Exercise goal: Among the entries, find the lines with the string "that" and copy them.

Records from a dataset:
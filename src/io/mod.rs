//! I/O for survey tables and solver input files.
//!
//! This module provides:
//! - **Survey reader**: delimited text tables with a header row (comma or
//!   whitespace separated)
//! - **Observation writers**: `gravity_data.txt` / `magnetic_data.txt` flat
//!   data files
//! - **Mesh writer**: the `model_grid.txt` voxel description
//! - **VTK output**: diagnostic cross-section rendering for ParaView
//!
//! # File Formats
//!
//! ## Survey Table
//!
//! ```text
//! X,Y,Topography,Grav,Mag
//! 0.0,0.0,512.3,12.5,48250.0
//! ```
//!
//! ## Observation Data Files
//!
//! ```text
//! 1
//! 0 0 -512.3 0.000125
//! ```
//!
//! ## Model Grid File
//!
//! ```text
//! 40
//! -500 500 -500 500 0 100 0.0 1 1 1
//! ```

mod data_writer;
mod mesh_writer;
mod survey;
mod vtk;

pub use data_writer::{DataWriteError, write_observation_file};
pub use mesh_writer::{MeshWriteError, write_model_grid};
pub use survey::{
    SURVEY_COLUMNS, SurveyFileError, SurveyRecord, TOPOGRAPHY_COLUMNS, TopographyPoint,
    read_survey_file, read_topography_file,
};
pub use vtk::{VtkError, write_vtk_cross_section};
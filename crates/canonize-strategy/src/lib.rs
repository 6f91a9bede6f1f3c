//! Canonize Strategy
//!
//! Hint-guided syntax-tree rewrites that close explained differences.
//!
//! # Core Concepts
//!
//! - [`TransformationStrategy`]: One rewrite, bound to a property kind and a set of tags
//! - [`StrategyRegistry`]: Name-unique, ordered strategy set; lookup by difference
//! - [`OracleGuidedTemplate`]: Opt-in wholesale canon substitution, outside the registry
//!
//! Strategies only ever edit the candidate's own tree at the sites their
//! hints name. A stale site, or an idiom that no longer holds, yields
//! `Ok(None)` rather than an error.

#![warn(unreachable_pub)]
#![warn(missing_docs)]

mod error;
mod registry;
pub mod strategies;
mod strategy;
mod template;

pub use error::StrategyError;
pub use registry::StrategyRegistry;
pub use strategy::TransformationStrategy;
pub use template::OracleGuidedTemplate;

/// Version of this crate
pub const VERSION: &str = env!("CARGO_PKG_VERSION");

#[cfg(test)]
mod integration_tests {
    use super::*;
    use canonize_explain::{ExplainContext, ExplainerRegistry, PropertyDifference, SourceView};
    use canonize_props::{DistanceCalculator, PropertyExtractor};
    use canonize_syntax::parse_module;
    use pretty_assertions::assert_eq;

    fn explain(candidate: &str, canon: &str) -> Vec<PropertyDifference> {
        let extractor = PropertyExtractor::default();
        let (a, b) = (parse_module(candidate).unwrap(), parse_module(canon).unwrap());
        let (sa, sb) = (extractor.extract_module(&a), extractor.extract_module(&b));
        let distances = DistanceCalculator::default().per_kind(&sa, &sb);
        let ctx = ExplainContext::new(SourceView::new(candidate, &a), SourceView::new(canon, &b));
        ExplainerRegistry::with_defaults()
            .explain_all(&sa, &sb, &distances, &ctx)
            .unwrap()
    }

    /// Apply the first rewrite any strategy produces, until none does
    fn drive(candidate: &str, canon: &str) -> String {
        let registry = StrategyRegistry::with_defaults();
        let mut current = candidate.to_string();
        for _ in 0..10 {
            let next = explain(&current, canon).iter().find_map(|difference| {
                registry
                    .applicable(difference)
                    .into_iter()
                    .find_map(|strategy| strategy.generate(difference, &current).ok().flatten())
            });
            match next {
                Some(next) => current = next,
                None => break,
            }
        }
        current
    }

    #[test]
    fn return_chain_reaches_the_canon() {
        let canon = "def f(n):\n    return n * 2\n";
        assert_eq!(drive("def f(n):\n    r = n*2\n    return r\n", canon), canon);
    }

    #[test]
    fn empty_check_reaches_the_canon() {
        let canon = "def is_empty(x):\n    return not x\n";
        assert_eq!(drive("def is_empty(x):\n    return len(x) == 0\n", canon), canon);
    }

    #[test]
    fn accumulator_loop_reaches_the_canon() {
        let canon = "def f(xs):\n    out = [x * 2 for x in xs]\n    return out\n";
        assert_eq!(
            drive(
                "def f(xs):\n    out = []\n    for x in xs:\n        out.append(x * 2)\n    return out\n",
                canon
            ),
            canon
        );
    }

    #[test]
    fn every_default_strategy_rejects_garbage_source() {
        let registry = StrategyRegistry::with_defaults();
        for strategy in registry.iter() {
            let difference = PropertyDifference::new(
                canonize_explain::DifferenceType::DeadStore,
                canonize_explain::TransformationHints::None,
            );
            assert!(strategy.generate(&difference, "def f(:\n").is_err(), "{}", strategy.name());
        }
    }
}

Task solution:
//! Hint-guided syntax-tree rewrites that close explained differences.
//! hints name. A stale site, or an idiom that no longer holds, yields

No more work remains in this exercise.